▸ Work required: Which lines run from the line with "pub async fn save(&self)" through the line with "let (amount, unit)" in the entries below? Print them exactly, both ends included, and nothing more.

Collected data entries:
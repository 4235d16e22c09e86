use std::fmt;

use serde::{Serialize, Serializer};

/// One step from a parent node to a child node.
#[derive(Debug, Clone, PartialEq, Eq, Hash)]
pub enum Segment {
    Key(String),
    Index(usize),
}

/// Location of a node inside a parsed document.
///
/// Rendered in dotted form for people (`packages.foo.dependencies[0]`) and as an
/// RFC 6901 JSON pointer for tools (`/packages/foo/dependencies/0`).
#[derive(Debug, Clone, Default, PartialEq, Eq, Hash)]
pub struct InstancePath {
    segments: Vec<Segment>,
}

impl InstancePath {
    pub fn root() -> Self {
        Self::default()
    }

    pub fn key(&self, key: &str) -> Self {
        let mut segments = self.segments.clone();
        segments.push(Segment::Key(key.to_owned()));
        Self { segments }
    }

    pub fn index(&self, index: usize) -> Self {
        let mut segments = self.segments.clone();
        segments.push(Segment::Index(index));
        Self { segments }
    }

    pub fn is_root(&self) -> bool {
        self.segments.is_empty()
    }

    pub fn to_json_pointer(&self) -> String {
        self.segments
            .iter()
            .map(|segment| match segment {
                Segment::Key(key) => format!("/{}", key.replace('~', "~0").replace('/', "~1")),
                Segment::Index(index) => format!("/{index}"),
            })
            .collect()
    }
}

fn is_plain_key(key: &str) -> bool {
    !key.is_empty()
        && key
            .chars()
            .all(|ch| ch.is_ascii_alphanumeric() || matches!(ch, '_' | '-'))
}

impl fmt::Display for InstancePath {
    fn fmt(&self, f: &mut fmt::Formatter<'_>) -> fmt::Result {
        if self.is_root() {
            return write!(f, "(root)");
        }
        for (position, segment) in self.segments.iter().enumerate() {
            match segment {
                Segment::Key(key) if is_plain_key(key) => {
                    if position > 0 {
                        write!(f, ".")?;
                    }
                    write!(f, "{key}")?;
                }
                Segment::Key(key) => write!(f, "[{key:?}]")?,
                Segment::Index(index) => write!(f, "[{index}]")?,
            }
        }
        Ok(())
    }
}

impl Serialize for InstancePath {
    fn serialize<S: Serializer>(&self, serializer: S) -> Result<S::Ok, S::Error> {
        serializer.collect_str(self)
    }
}

#[cfg(test)]
mod tests {
    use super::*;
    use pretty_assertions::assert_eq;

    #[test]
    fn test_root_display() {
        assert_eq!(InstancePath::root().to_string(), "(root)");
        assert_eq!(InstancePath::root().to_json_pointer(), "");
    }

    #[test]
    fn test_dotted_display() {
        let path = InstancePath::root()
            .key("packages")
            .key("foo")
            .key("dependencies")
            .index(0);
        assert_eq!(path.to_string(), "packages.foo.dependencies[0]");
        assert_eq!(path.to_json_pointer(), "/packages/foo/dependencies/0");
    }

    #[test]
    fn test_unusual_keys_are_quoted() {
        let path = InstancePath::root().key("packages").key("vim.plugins");
        assert_eq!(path.to_string(), "packages[\"vim.plugins\"]");
    }

    #[test]
    fn test_json_pointer_escapes() {
        let path = InstancePath::root().key("a/b").key("c~d");
        assert_eq!(path.to_json_pointer(), "/a~1b/c~0d");
    }
}
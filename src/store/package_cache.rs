use std::path::{Path, PathBuf};

use indexmap::IndexMap;
use serde::{Deserialize, Serialize};
use strum_macros::{Display, EnumString};
use thiserror::Error;
use tokio::fs;
use tracing::debug;

pub const CACHE_FILE: &str = "cache.json";

#[derive(Debug, Error)]
pub enum CacheError {
    #[error("failed to access package cache {}: {source}", path.display())]
    Io {
        path: PathBuf,
        #[source]
        source: std::io::Error,
    },

    #[error("package cache {} is corrupt: {message}", path.display())]
    Corrupt { path: PathBuf, message: String },

    #[error(
        "can't determine the status of package {meta_package}.{package}: the package cache has been tampered with"
    )]
    Tampered {
        meta_package: String,
        package: String,
    },
}

/// Lifecycle of a package as recorded in the cache.
#[derive(
    Debug, Display, Clone, Copy, EnumString, PartialEq, Eq, Serialize, Deserialize,
)]
#[strum(serialize_all = "lowercase")]
#[serde(rename_all = "lowercase")]
pub enum PackageStatus {
    NotLoaded,
    Loaded,
    MidInstall,
    MidRemove,
    Installed,
}

impl PackageStatus {
    /// Whether the package may have files outside its source directory.
    pub fn is_deployed(self) -> bool {
        matches!(
            self,
            PackageStatus::MidInstall | PackageStatus::MidRemove | PackageStatus::Installed
        )
    }
}

#[derive(Debug, Clone, PartialEq, Eq, Serialize, Deserialize)]
pub struct PackageCacheEntry {
    pub status: PackageStatus,
    #[serde(default, skip_serializing_if = "Option::is_none")]
    pub package_dir: Option<PathBuf>,
    #[serde(default, skip_serializing_if = "Option::is_none")]
    pub packages_dir: Option<PathBuf>,
    #[serde(default, skip_serializing_if = "Option::is_none")]
    pub target_dir: Option<PathBuf>,
    #[serde(default, skip_serializing_if = "Vec::is_empty")]
    pub tags: Vec<String>,
    #[serde(default, skip_serializing_if = "Option::is_none")]
    pub hostname: Option<String>,
}

impl PackageCacheEntry {
    fn not_loaded() -> Self {
        Self {
            status: PackageStatus::NotLoaded,
            package_dir: None,
            packages_dir: None,
            target_dir: None,
            tags: Vec::new(),
            hostname: None,
        }
    }

    /// Key/value pairs worth showing to a user; source directories are left out.
    pub fn attributes(&self) -> Vec<(&'static str, String)> {
        let mut attributes = vec![("status", self.status.to_string())];
        if let Some(target_dir) = &self.target_dir {
            attributes.push(("target_dir", target_dir.display().to_string()));
        }
        if !self.tags.is_empty() {
            attributes.push(("tags", self.tags.join(", ")));
        }
        if let Some(hostname) = &self.hostname {
            attributes.push(("hostname", hostname.clone()));
        }
        attributes
    }
}

#[derive(Debug, Clone, Default, PartialEq, Eq, Serialize, Deserialize)]
struct MetaPackageEntries {
    #[serde(default)]
    packages: IndexMap<String, PackageCacheEntry>,
}

/// The on-disk record of package statuses, keyed by meta-package then package name.
#[derive(Debug)]
pub struct PackageCache {
    path: PathBuf,
    meta_packages: IndexMap<String, MetaPackageEntries>,
}

impl PackageCache {
    /// Reads `<cache_dir>/cache.json`, creating an empty cache first if there is none.
    pub async fn open(cache_dir: &Path) -> Result<Self, CacheError> {
        let path = cache_dir.join(CACHE_FILE);
        let io_error = |source| CacheError::Io {
            path: path.clone(),
            source,
        };

        fs::create_dir_all(cache_dir).await.map_err(io_error)?;
        if !fs::try_exists(&path).await.map_err(io_error)? {
            debug!("Creating package cache {}", path.display());
            fs::write(&path, "{}").await.map_err(io_error)?;
        }

        let text = fs::read_to_string(&path).await.map_err(io_error)?;
        let meta_packages = serde_json::from_str(&text).map_err(|err| CacheError::Corrupt {
            path: path.clone(),
            message: err.to_string(),
        })?;

        Ok(Self {
            path,
            meta_packages,
        })
    }

    pub fn path(&self) -> &Path {
        &self.path
    }

    /// The cached record for a package. A package without a source directory under
    /// `packages_dir` is `notloaded`; one with a directory must have a cache entry.
    pub fn lookup(
        &self,
        meta_package: &str,
        package: &str,
        packages_dir: &Path,
    ) -> Result<PackageCacheEntry, CacheError> {
        if !packages_dir
            .join(format!("{meta_package}.{package}"))
            .is_dir()
        {
            return Ok(PackageCacheEntry::not_loaded());
        }

        self.meta_packages
            .get(meta_package)
            .and_then(|entries| entries.packages.get(package))
            .cloned()
            .ok_or_else(|| CacheError::Tampered {
                meta_package: meta_package.to_owned(),
                package: package.to_owned(),
            })
    }

    pub fn status(
        &self,
        meta_package: &str,
        package: &str,
        packages_dir: &Path,
    ) -> Result<PackageStatus, CacheError> {
        Ok(self.lookup(meta_package, package, packages_dir)?.status)
    }

    /// Forgets every package of `meta_package`. Returns whether anything was recorded.
    pub fn remove_meta_package(&mut self, meta_package: &str) -> bool {
        self.meta_packages.shift_remove(meta_package).is_some()
    }

    pub async fn save(&self) -> Result<(), CacheError> {
        let text =
            serde_json::to_string_pretty(&self.meta_packages).map_err(|err| CacheError::Corrupt {
                path: self.path.clone(),
                message: err.to_string(),
            })?;
        fs::write(&self.path, text)
            .await
            .map_err(|source| CacheError::Io {
                path: self.path.clone(),
                source,
            })
    }
}
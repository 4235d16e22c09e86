use chrono::{DateTime, Utc};

pub struct Util;

impl Util {
    /// Gets the elapsed time between two times as a human-readable string.
    pub fn get_relative_time(date_time: DateTime<Utc>, since: DateTime<Utc>) -> String {
        let delta = since.signed_duration_since(date_time);

        let (amount, unit) = if delta.num_days() > 0 {
            (delta.num_days(), "day")
        } else if delta.num_hours() > 0 {
            (delta.num_hours(), "hour")
        } else if delta.num_minutes() > 0 {
            (delta.num_minutes(), "minute")
        } else {
            (delta.num_seconds().max(0), "second")
        };

        if amount == 1 {
            format!("1 {unit} ago")
        } else {
            format!("{amount} {unit}s ago")
        }
    }
}

#[cfg(test)]
mod tests {
    use super::*;
    use chrono::TimeDelta;
    use pretty_assertions::assert_eq;

    #[test]
    fn test_get_relative_time() {
        let now = Utc::now();
        let ago = |delta: TimeDelta| Util::get_relative_time(now - delta, now);

        assert_eq!(ago(TimeDelta::seconds(0)), "0 seconds ago");
        assert_eq!(ago(TimeDelta::seconds(1)), "1 second ago");
        assert_eq!(ago(TimeDelta::seconds(59)), "59 seconds ago");
        assert_eq!(ago(TimeDelta::minutes(5)), "5 minutes ago");
        assert_eq!(ago(TimeDelta::hours(1)), "1 hour ago");
        assert_eq!(ago(TimeDelta::days(3)), "3 days ago");
    }

    #[test]
    fn test_future_time_reads_as_now() {
        let now = Utc::now();
        assert_eq!(
            Util::get_relative_time(now + TimeDelta::minutes(1), now),
            "0 seconds ago"
        );
    }
}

▸ Output of the task:
    pub async fn save(&self) -> Result<(), CacheError> {
        let text =
            serde_json::to_string_pretty(&self.meta_packages).map_err(|err| CacheError::Corrupt {
                path: self.path.clone(),
                message: err.to_string(),
            })?;
        fs::write(&self.path, text)
            .await
            .map_err(|source| CacheError::Io {
                path: self.path.clone(),
                source,
            })
    }
}
repository 4235d16e22c09e86
use chrono::{DateTime, Utc};

pub struct Util;

impl Util {
    /// Gets the elapsed time between two times as a human-readable string.
    pub fn get_relative_time(date_time: DateTime<Utc>, since: DateTime<Utc>) -> String {
        let delta = since.signed_duration_since(date_time);

        let (amount, unit) = if delta.num_days() > 0 {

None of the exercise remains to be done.